--- START ---
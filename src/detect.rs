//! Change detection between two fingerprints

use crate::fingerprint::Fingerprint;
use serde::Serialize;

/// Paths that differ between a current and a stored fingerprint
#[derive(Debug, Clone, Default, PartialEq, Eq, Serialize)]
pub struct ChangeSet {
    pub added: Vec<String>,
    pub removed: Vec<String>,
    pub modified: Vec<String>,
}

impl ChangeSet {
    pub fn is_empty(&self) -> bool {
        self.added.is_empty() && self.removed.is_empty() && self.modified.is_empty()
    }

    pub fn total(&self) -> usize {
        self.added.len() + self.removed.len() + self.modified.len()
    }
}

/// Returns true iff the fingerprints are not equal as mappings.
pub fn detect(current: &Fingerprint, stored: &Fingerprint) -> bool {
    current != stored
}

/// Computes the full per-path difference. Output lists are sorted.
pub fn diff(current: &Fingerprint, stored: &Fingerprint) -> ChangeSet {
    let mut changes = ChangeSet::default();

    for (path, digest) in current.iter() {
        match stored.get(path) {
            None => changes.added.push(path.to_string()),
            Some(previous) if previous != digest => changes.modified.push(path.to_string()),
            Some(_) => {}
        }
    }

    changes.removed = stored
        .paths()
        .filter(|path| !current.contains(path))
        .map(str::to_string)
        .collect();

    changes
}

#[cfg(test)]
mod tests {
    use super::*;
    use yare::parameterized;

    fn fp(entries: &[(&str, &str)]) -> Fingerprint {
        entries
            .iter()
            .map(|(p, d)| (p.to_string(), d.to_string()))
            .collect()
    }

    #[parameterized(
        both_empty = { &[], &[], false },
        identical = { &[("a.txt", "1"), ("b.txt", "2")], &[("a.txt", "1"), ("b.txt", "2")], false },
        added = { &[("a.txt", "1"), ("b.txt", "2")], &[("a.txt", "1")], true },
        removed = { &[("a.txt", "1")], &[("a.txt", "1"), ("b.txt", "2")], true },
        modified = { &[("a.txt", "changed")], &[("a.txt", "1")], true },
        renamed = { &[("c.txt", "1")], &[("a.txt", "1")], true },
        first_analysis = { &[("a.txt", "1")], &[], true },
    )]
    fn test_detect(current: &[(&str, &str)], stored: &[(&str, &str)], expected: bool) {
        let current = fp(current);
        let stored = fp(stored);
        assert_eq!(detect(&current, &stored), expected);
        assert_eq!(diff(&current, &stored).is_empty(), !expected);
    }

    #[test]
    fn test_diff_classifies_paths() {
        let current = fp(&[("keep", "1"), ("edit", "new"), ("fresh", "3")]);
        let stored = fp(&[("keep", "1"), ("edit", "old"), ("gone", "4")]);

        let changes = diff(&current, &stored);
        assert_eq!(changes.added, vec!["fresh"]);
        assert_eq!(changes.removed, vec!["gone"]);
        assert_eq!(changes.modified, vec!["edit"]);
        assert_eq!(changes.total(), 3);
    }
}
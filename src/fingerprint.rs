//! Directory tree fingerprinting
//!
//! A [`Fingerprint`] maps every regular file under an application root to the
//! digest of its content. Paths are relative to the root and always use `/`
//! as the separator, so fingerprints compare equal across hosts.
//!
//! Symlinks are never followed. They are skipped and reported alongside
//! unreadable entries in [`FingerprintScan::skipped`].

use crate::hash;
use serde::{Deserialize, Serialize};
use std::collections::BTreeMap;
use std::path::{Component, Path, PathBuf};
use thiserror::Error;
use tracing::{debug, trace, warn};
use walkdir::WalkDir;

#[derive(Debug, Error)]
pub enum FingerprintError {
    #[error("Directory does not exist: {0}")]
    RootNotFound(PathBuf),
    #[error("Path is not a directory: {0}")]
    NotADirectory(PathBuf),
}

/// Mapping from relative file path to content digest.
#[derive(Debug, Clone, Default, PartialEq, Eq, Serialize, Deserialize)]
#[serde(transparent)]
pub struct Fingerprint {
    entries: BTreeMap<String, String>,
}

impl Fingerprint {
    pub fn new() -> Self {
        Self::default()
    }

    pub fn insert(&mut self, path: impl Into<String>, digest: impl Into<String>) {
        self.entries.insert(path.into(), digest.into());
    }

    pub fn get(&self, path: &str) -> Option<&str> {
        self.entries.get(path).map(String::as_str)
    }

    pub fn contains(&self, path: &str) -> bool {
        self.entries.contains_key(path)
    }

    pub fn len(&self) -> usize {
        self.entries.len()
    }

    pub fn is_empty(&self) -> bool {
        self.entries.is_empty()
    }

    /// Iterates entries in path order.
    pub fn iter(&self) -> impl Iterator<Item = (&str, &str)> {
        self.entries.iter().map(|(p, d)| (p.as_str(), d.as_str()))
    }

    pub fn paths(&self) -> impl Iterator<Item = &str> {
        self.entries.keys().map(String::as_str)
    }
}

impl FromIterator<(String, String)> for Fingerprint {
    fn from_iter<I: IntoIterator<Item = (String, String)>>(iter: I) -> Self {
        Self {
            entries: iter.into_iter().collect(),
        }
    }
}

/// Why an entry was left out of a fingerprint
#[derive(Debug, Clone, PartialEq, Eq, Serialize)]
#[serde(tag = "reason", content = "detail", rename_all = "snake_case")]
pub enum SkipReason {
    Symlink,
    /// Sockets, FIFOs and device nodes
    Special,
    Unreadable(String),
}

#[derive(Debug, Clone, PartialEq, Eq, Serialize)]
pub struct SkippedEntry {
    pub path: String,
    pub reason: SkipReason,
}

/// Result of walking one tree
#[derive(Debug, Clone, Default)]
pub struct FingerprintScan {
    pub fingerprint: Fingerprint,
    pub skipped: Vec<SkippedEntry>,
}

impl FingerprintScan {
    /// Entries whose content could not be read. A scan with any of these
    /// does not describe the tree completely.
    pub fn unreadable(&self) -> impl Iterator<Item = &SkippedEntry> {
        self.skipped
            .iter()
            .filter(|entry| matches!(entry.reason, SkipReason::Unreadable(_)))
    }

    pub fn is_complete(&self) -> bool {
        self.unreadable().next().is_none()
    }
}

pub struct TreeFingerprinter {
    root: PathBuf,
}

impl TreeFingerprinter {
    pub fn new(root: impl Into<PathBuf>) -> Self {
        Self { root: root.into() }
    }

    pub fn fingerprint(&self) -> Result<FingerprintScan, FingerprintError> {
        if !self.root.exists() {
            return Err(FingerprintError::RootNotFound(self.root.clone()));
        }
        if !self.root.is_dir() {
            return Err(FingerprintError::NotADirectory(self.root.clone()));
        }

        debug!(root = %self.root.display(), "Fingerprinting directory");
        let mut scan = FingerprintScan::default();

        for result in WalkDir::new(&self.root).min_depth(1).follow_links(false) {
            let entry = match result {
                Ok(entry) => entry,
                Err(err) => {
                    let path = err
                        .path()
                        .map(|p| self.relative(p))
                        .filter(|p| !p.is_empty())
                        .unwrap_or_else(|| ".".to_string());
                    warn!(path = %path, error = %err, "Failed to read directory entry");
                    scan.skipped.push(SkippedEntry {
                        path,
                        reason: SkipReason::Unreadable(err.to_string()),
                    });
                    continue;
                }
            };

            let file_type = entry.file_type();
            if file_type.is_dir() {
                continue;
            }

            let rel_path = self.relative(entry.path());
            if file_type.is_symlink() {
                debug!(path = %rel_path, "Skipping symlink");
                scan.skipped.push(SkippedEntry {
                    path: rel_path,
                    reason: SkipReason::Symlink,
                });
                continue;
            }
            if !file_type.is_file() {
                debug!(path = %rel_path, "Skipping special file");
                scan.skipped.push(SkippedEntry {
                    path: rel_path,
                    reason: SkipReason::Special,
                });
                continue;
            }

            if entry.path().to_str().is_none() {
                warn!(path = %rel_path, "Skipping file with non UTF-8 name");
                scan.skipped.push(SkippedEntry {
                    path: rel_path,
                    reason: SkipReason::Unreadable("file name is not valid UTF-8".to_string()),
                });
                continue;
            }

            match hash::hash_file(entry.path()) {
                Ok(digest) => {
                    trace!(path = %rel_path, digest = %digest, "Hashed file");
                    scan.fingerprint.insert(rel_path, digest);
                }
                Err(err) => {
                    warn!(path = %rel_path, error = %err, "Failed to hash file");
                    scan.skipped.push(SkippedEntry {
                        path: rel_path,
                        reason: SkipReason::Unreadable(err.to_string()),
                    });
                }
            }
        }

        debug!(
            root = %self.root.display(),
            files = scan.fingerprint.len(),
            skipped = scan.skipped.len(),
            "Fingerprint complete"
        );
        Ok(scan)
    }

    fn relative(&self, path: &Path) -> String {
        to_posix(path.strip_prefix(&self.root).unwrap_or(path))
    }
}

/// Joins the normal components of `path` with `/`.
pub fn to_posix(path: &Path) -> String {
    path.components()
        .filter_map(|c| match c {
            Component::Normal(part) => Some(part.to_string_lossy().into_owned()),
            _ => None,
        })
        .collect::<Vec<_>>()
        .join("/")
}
--- END ---
→ YOUR OBJECTIVE
Within the material above, show every line that includes "crate".

→ WRITTEN SOLUTION
use crate::fingerprint::Fingerprint;
use crate::hash;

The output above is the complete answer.